# taz.de -- Neue Organspende-Regelung: „Ja“, „Nein“ oder ignorieren
       
       > Per Brief wird jeder Erwachsene in Deutschland künftig aufgefordert, sich
       > für oder gegen eine Organspende zu entscheiden. Doch es bleiben
       > Datenschutzbedenken.
       
 (IMG) Bild: Durch die neue Regelung soll die Spendebereitschaft erhöht werden.
       
       BERLIN taz | Nach mehr als 15 Jahren Debatte über die Neuregelung der
       Organspende haben sich die Spitzenvertreter und Fachpolitiker aller im
       Bundestag vertretenen Fraktionen sowie die Bundesregierung am
       Donnerstagabend auf einen gemeinsamen Gesetzentwurf geeinigt. Danach wird
       jeder Erwachsene künftig regelmäßig von seiner gesetzlichen oder privaten
       Krankenkasse per Brief aufgefordert, sich für oder gegen eine Organspende
       nach dem Tod zu entscheiden.
       
       Die zu geringe Zahl der Organspender soll so erhöht werden.
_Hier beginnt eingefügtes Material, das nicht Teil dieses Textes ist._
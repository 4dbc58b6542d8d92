use super::*;

fn form() -> Document {
    Document::from_value(serde_json::json!({
        "tag": "form",
        "children": [
            {"tag": "div", "attrs": {"role": "listitem", "class": "Qr7Oae item"}, "children": [
                {"tag": "div", "attrs": {"role": "heading"}, "children": [{"text": "Email"}]},
                {"tag": "input", "attrs": {"type": "email", "name": "email"}}
            ]},
            {"tag": "div", "attrs": {"role": "listitem"}, "children": [
                {"tag": "div", "attrs": {"aria-label": "Ajouter un fichier", "role": "button"}}
            ]},
            {"tag": "span", "attrs": {"id": "note", "data-tooltip": "Add File"}}
        ]
    }))
    .unwrap()
}

#[test]
fn test_tag_and_attribute() {
    let doc = form();
    assert_eq!(doc.select(doc.root(), "[role=listitem]").unwrap().len(), 2);
    assert_eq!(doc.select(doc.root(), "input[type=email]").unwrap().len(), 1);
    assert_eq!(doc.select(doc.root(), "input[type=text]").unwrap().len(), 0);
}

#[test]
fn test_class_and_id() {
    let doc = form();
    assert_eq!(doc.select(doc.root(), ".Qr7Oae.item").unwrap().len(), 1);
    assert_eq!(doc.select(doc.root(), "#note").unwrap().len(), 1);
    assert_eq!(doc.select(doc.root(), "span#note").unwrap().len(), 1);
}

#[test]
fn test_attribute_operators() {
    let doc = form();
    let root = doc.root();
    assert_eq!(doc.select(root, r#"[aria-label*="un fichier"]"#).unwrap().len(), 1);
    assert_eq!(doc.select(root, r#"[aria-label^="Ajouter"]"#).unwrap().len(), 1);
    assert_eq!(doc.select(root, r#"[aria-label$="fichier"]"#).unwrap().len(), 1);
    assert_eq!(doc.select(root, "[class~=item]").unwrap().len(), 1);
    assert_eq!(doc.select(root, "[data-tooltip]").unwrap().len(), 1);
}

#[test]
fn test_case_insensitive_flag() {
    let doc = form();
    let root = doc.root();
    assert_eq!(doc.select(root, r#"[data-tooltip*="add file"]"#).unwrap().len(), 0);
    assert_eq!(doc.select(root, r#"[data-tooltip*="add file" i]"#).unwrap().len(), 1);
}

#[test]
fn test_combinators() {
    let doc = form();
    let root = doc.root();
    assert_eq!(doc.select(root, "[role=listitem] input").unwrap().len(), 1);
    assert_eq!(doc.select(root, "form > [role=listitem]").unwrap().len(), 2);
    assert_eq!(doc.select(root, "form > input").unwrap().len(), 0);
}

#[test]
fn test_comma_groups_keep_document_order() {
    let doc = form();
    let found = doc.select(doc.root(), "span, [role=heading]").unwrap();
    assert_eq!(found.len(), 2);
    assert_eq!(doc.tag_name(found[0]), "div");
    assert_eq!(doc.tag_name(found[1]), "span");
}

#[test]
fn test_closest() {
    let doc = form();
    let input = doc.select(doc.root(), "input").unwrap()[0];
    let item = Selector::parse("[role=listitem]").unwrap();
    let found = doc.closest(input, &item).unwrap();
    assert_eq!(doc.attribute(found, "role"), Some("listitem"));
}

#[test]
fn test_universal() {
    let doc = form();
    let all = doc.select(doc.root(), "*").unwrap();
    assert_eq!(all.len(), 6);
}

#[test]
fn test_invalid_selectors() {
    for source in ["", "[role=", "div >", "..x", "[a*b]", "[\"x\"]"] {
        assert!(Selector::parse(source).is_err(), "{source} should not parse");
    }
}

#[test]
fn test_from_str() {
    let selector: Selector = "input[type=checkbox]".parse().unwrap();
    assert_eq!(selector.as_str(), "input[type=checkbox]");
}
//! Text normalization shared by the detector, matcher and filler.

use once_cell::sync::Lazy;
use regex::Regex;
use unicode_normalization::char::is_combining_mark;
use unicode_normalization::UnicodeNormalization;

static WHITESPACE: Lazy<Regex> = Lazy::new(|| Regex::new(r"\s+").expect("valid regex"));

/// Normalize a scraped question label.
///
/// Lowercases, folds typographic apostrophes, drops required-field stars,
/// collapses whitespace and strips trailing `:` / `?` punctuation. Plain
/// apostrophes are kept since variants such as `date d'examen` contain them.
pub fn normalize_label(raw: &str) -> String {
    let folded: String = raw
        .chars()
        .map(|c| match c {
            '\u{2019}' | '\u{2018}' | '\u{02bc}' => '\'',
            '*' => ' ',
            c => c,
        })
        .collect::<String>()
        .to_lowercase();
    let collapsed = WHITESPACE.replace_all(folded.trim(), " ");
    collapsed
        .trim_end_matches(|c: char| c == ':' || c == '?' || c.is_whitespace())
        .to_string()
}

/// Canonical decomposition with combining marks removed.
pub fn strip_diacritics(text: &str) -> String {
    text.nfd().filter(|c| !is_combining_mark(*c)).collect()
}

/// Lowercase, trim and strip diacritics, for comparing option labels.
pub fn normalize_option(text: &str) -> String {
    let lowered = text.trim().to_lowercase();
    let stripped = strip_diacritics(&lowered);
    WHITESPACE.replace_all(&stripped, " ").into_owned()
}

/// Replace the accented letters used in exam names by their base letter.
///
/// Cheaper than [`strip_diacritics`] and limited to the French letters that
/// show up in checkbox labels.
pub fn fold_accents(text: &str) -> String {
    text.to_lowercase()
        .chars()
        .map(|c| match c {
            'é' | 'è' | 'ê' | 'ë' => 'e',
            'à' | 'â' | 'ä' => 'a',
            'î' | 'ï' => 'i',
            'ô' | 'ö' => 'o',
            'ù' | 'û' | 'ü' => 'u',
            'ç' => 'c',
            c => c,
        })
        .collect::<String>()
        .trim()
        .to_string()
}
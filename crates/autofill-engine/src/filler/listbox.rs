use autofill_dom::{Document, EventKind, NodeId};
use tracing::debug;

use super::{cross_equivalent, fire, related, semantically_equal, FieldFiller};
use crate::normalize::normalize_option;

const OPEN_SEQUENCE: &[EventKind] = &[
    EventKind::Click,
    EventKind::MouseDown,
    EventKind::MouseUp,
    EventKind::Click,
];

impl FieldFiller {
    /// `role=listbox` dropdown.
    pub(crate) fn fill_listbox(&self, doc: &mut Document, listbox: NodeId, value: &str) -> bool {
        let target = normalize_option(value);
        if target.is_empty() {
            return false;
        }

        if needs_opening(doc, listbox) {
            debug!(%listbox, "opening dropdown");
            if let Err(e) = doc.focus(listbox) {
                debug!(%listbox, error = %e, "focus failed");
            }
            fire(doc, listbox, OPEN_SEQUENCE);
        }

        let options = listbox_options(doc, listbox);
        let chosen = options
            .iter()
            .copied()
            .filter(|o| !is_placeholder_option(self, doc, *o))
            .find(|o| option_matches(doc, *o, &target));
        let Some(chosen) = chosen else {
            debug!(%listbox, value, options = options.len(), "no matching dropdown option");
            return false;
        };

        fire(doc, chosen, OPEN_SEQUENCE);
        for option in &options {
            let selected = if *option == chosen { "true" } else { "false" };
            if let Err(e) = doc.set_attribute(*option, "aria-selected", selected) {
                debug!(option = %option, error = %e, "aria-selected update failed");
            }
        }
        true
    }
}

fn needs_opening(doc: &Document, listbox: NodeId) -> bool {
    doc.attribute(listbox, "aria-expanded") == Some("false")
        || !listbox_options(doc, listbox)
            .into_iter()
            .any(|o| doc.is_visible(o))
}

/// `role=option` descendants plus options owned through `aria-owns` or
/// `aria-controls`, without duplicates.
fn listbox_options(doc: &Document, listbox: NodeId) -> Vec<NodeId> {
    let is_option = |n: &NodeId| doc.attribute(*n, "role") == Some("option");
    let mut options: Vec<NodeId> = doc.descendants(listbox).into_iter().filter(is_option).collect();

    let owned_ids: Vec<&str> = ["aria-owns", "aria-controls"]
        .iter()
        .filter_map(|a| doc.attribute(listbox, a))
        .flat_map(str::split_whitespace)
        .collect();
    for id in owned_ids {
        let Some(owned) = doc.get_element_by_id(id) else {
            continue;
        };
        let candidates = std::iter::once(owned).chain(doc.descendants(owned));
        for candidate in candidates.filter(is_option) {
            if !options.contains(&candidate) {
                options.push(candidate);
            }
        }
    }
    options
}

fn is_placeholder_option(filler: &FieldFiller, doc: &Document, option: NodeId) -> bool {
    filler.is_placeholder(&doc.text_content(option))
        && doc
            .attribute(option, "data-value")
            .is_none_or(|v| v.trim().is_empty())
}

fn option_matches(doc: &Document, option: NodeId, target: &str) -> bool {
    let text = normalize_option(&doc.text_content(option));
    let data_value = doc
        .attribute(option, "data-value")
        .map(normalize_option)
        .unwrap_or_default();

    [&text, &data_value].into_iter().any(|candidate| {
        related(candidate, target) || (!candidate.is_empty() && semantically_equal(candidate, target))
    }) || (!data_value.is_empty() && cross_equivalent(&data_value, target))
}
Einen Zwang zur
       Entscheidung soll es aber nicht geben. Der Gruppenantrag zur
       „Entscheidungslösung“ soll im Sommer Gesetz werden und die bisherige
       „Zustimmungslösung“ ersetzen.
       
       SPD-Fraktionschef Frank-Walter Steinmeier rief am Freitag zur raschen
       Verabschiedung der Gesetzesänderung auf. Bloße Appelle hätten nicht
       ausgereicht, um die Spendebereitschaft zu erhöhen, sagte er. Steinmeier
       hatte im August 2010 seiner Ehefrau eine Niere gespendet.
       
       „Jeder Organspender ist ein Lebensretter“, sagte Bundesgesundheitsminister
       Daniel Bahr (FDP) am Donnerstagabend. Die Politik sei es den rund 12.000
       schwer kranken Menschen auf den Wartelisten für ein Spenderorgan schuldig,
       sich dafür einzusetzen, dass mehr Menschen Organe spenden, sagte die
       SPD-Gesundheitspolitikerin Carola Reimann.
       
       „Deswegen wollen wir die Menschen deutlich öfter mit dem Thema
       konfrontieren“, sagte der gesundheitspolitische Sprecher der Union, Jens
       Spahn (CDU). Die Grünen-Expertin Elisabeth Scharfenberg erklärte, es sei
       wichtig, „dass mit der Post die Diskussion auch in die Familien getragen
       wird“.
       
       Trotz des jetzt erzielten Kompromisses blieben „datenschutzrechtliche
       Bauchschmerzen“, sagte ihr Fraktionskollege Harald Terpe. Zuletzt war
       zwischen den Fraktionen Streit darüber entbrannt, wer die Information, ob
       ein Mensch spenden will, auf der elektronischen Gesundheitskarte speichern
       darf: Der Versicherte selbst? Oder auch seine Krankenkasse?
       
       Diese Fragen sollen nun geprüft werden. Möglich wäre, ein separates Fach
       auf der elektronischen Gesundheitskarte zu schaffen, in das die Kassen die
       Organspendeerklärung des Versicherten eintragen. Ein generelles
       Schreibrecht der Kassen lehnen die Grünen ab. Die Linken-Politikerin
       Martina Bunge sagte, es werde „immer die Möglichkeit geben, die
       Entscheidung auch auf Papier zu dokumentieren“.
       
       ## Erste Briefe bis 2013
       
       Konkret ablaufen soll die schriftliche Befragung durch die Krankenkassen
       wie folgt: Man kann seine Bereitschaft bejahen, sie verneinen oder das
       Anschreiben einfach wegwerfen. Erklären kann man auch, nur bestimmte Organe
       spenden zu wollen und andere nicht. Zunächst soll die Entscheidung wie
       bisher auf einem Organspendeausweis dokumentiert werden, später dann,
       sobald dies technisch möglich ist, auf der elektronischen Gesundheitskarte.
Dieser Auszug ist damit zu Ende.